[VIDÉO] Rajen Narsinghen : « Faites-moi le directeur de l’ICAC et  je nettoierai le pays de la corruption ! »

 

Il est le responsable du ‘Law Department’ de l’Université de Maurice (UoM) et n’a pas sa langue dans sa poche. Rajen Narsinghen est surtout connu pour ses prises de position contre les abus et les dérives. Mais le défenseur des droits humains et des droits fondamentaux s’est retrouvé devant un comité disciplinaire cette semaine, car il est accusé de faire de la politique active. Cet épisode ne l’empêche pourtant pas de se taire. Il prévient : il sacrifiera sa vie sur l’autel de la démocratie et de la sauvegarde des droits fondamentaux. Il profite même de cet entretien pour révéler ses ambitions…

 

Zahirah RADHA

 

Q : Vous êtes connu comme un ardent défenseur des droits humains et de la liberté d’expression. Avez-vous le sentiment d’être victimisé en raison de ces mêmes valeurs que vous défendez ?

Cela fait 28 ou 29 ans que je travaille à l’Université de Maurice. J’ai aussi travaillé dans diverses autres institutions, notamment comme directeur à la Banque de Maurice et à la State Bank. J’ai également été le représentant de Maurice à l’OMC et au Conseil des Droits de l’Homme à Génève. J’ai ainsi été au front de plusieurs combats au niveau local et international. J’ai aidé plusieurs syndicats, ONGs et autres organisations à titre pro-bono.

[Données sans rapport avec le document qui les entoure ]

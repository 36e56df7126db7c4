//! Keyboard input handling for the TUI.
//!
//! This module handles all keyboard events and translates them into
//! application state changes.

use crossterm::event::{KeyCode, KeyEvent};

use erpdesk_core::store::Direction;

use crate::app::{can_add_password_char, can_add_username_char, App, AppState, LoginFocus, Tab};

/// Handle keyboard input. Returns true if the app should quit.
pub fn handle_input(app: &mut App, key: KeyEvent) -> bool {
    match app.state {
        AppState::LoggingIn => return handle_login_input(app, key),
        // Ignore keys while the sign-in round-trip is running
        AppState::Authenticating => return false,
        AppState::ShowingHelp => {
            if matches!(key.code, KeyCode::Esc | KeyCode::Char('?') | KeyCode::Char('q')) {
                app.state = AppState::Normal;
            }
            return false;
        }
        AppState::ConfirmingQuit => {
            match key.code {
                KeyCode::Char('y') | KeyCode::Char('Y') | KeyCode::Enter => {
                    app.state = AppState::Quitting;
                    return true;
                }
                KeyCode::Char('n') | KeyCode::Char('N') | KeyCode::Esc => {
                    app.state = AppState::Normal;
                }
                _ => {}
            }
            return false;
        }
        AppState::Quitting => return true,
        AppState::Normal => {}
    }

    // Modal and edit mode capture all typing
    if app.directory().is_add_form_open() {
        handle_add_form_input(app, key);
        return false;
    }
    if app.current_tab == Tab::UserInfo && app.directory().is_editing() {
        handle_edit_input(app, key);
        return false;
    }

    // Global keys
    match key.code {
        KeyCode::Char('q') => app.state = AppState::ConfirmingQuit,
        KeyCode::Char('?') => app.state = AppState::ShowingHelp,
        KeyCode::Char('1') => app.current_tab = Tab::Dashboard,
        KeyCode::Char('2') => app.current_tab = Tab::UserInfo,
        KeyCode::Tab => app.current_tab = app.current_tab.next(),
        KeyCode::BackTab => app.current_tab = app.current_tab.prev(),
        KeyCode::Char('L') => app.logout(),
        _ => {
            if app.current_tab == Tab::UserInfo {
                handle_user_info_input(app, key);
            }
        }
    }

    false
}

fn handle_login_input(app: &mut App, key: KeyEvent) -> bool {
    match key.code {
        KeyCode::Esc => {
            // Quit if on login screen
            app.state = AppState::Quitting;
            return true;
        }
        KeyCode::Down | KeyCode::Tab => {
            app.login_focus = match app.login_focus {
                LoginFocus::Username => LoginFocus::Password,
                LoginFocus::Password => LoginFocus::Button,
                LoginFocus::Button => LoginFocus::Username,
            };
        }
        KeyCode::Up | KeyCode::BackTab => {
            app.login_focus = match app.login_focus {
                LoginFocus::Username => LoginFocus::Button,
                LoginFocus::Password => LoginFocus::Username,
                LoginFocus::Button => LoginFocus::Password,
            };
        }
        KeyCode::Enter => match app.login_focus {
            LoginFocus::Username => app.login_focus = LoginFocus::Password,
            LoginFocus::Password | LoginFocus::Button => app.attempt_login(),
        },
        KeyCode::Backspace => match app.login_focus {
            LoginFocus::Username => {
                app.login_username.pop();
            }
            LoginFocus::Password => {
                app.login_password.pop();
            }
            LoginFocus::Button => {}
        },
        KeyCode::Char(c) => match app.login_focus {
            LoginFocus::Username => {
                if can_add_username_char(app.login_username.chars().count(), c) {
                    app.login_username.push(c);
                }
            }
            LoginFocus::Password => {
                if can_add_password_char(app.login_password.chars().count(), c) {
                    app.login_password.push(c);
                }
            }
            LoginFocus::Button => {}
        },
        _ => {}
    }
    false
}

fn handle_user_info_input(app: &mut App, key: KeyEvent) {
    match key.code {
        KeyCode::Left | KeyCode::Char('h') => app.navigate(Direction::Previous),
        KeyCode::Right | KeyCode::Char('l') => app.navigate(Direction::Next),
        KeyCode::Char(']') => app.next_section(),
        KeyCode::Char('[') => app.prev_section(),
        KeyCode::Char('e') => app.begin_edit(),
        KeyCode::Char('n') => app.open_add_form(),
        KeyCode::Char('d') => app.export(),
        KeyCode::Char('u') => app.load_directory(),
        _ => {}
    }
}

fn handle_edit_input(app: &mut App, key: KeyEvent) {
    match key.code {
        KeyCode::Esc => app.cancel_edit(),
        KeyCode::Enter => app.save_edit(),
        KeyCode::Down => app.move_field_focus(true),
        KeyCode::Up => app.move_field_focus(false),
        KeyCode::Tab => app.next_section(),
        KeyCode::BackTab => app.prev_section(),
        KeyCode::Backspace => app.backspace_draft(),
        KeyCode::Char(c) => app.type_into_draft(c),
        _ => {}
    }
}

fn handle_add_form_input(app: &mut App, key: KeyEvent) {
    match key.code {
        KeyCode::Esc => app.close_add_form(),
        KeyCode::Enter => app.submit_add_form(),
        KeyCode::Down | KeyCode::Tab => app.move_add_focus(true),
        KeyCode::Up | KeyCode::BackTab => app.move_add_focus(false),
        KeyCode::Backspace => app.backspace_candidate(),
        KeyCode::Char(c) => app.type_into_candidate(c),
        _ => {}
    }
}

Je serai franc et j’avouerai que, de temps à autre, quand des partis politiques, que ce soit le MMM à l’époque, le MSM en 2008 ou le PTr, le PMSD ainsi que d’autres mouvances politiques, m’ont sollicité, je leur ai apporté mon soutien, surtout quand il s’agit des droits humains, de la liberté d’expression et de la presse. D’ailleurs, quand il y a eu une tentative pour museler une radio privée durant la période Covid-19, j’ai, en tant qu’académicien, dénoncé cette dérive.

Q : Est-ce l’une des raisons, outre celle visant à faire taire les voix discordantes contre les dirigeants du jour, pour laquelle vous êtes victimisé ?

Même certaines personnes au sein du gouvernement, m’ont exprimé leur étonnement par la façon dont des actions sont prises. Certaines personnes du ‘management’ m’ont fait comprendre qu’elles ont reçu des instructions ‘from above’ pour qu’on me présente devant un comité disciplinaire. Je ne ferai pas de commentaires sur ce comité disciplinaire à ce stade car ce ne serait pas éthique de ma part. Je respecte ceux qui en font partie. Je fais confiance en la justice, la cour suprême et le Privy Council. Par contre, je n’ai pas de respect pour ceux qui m’ont traîné devant ce comité disciplinaire parce qu’ils se sont laissés influencer par des politiciens. En temps et lieu, je les traînerai en cour.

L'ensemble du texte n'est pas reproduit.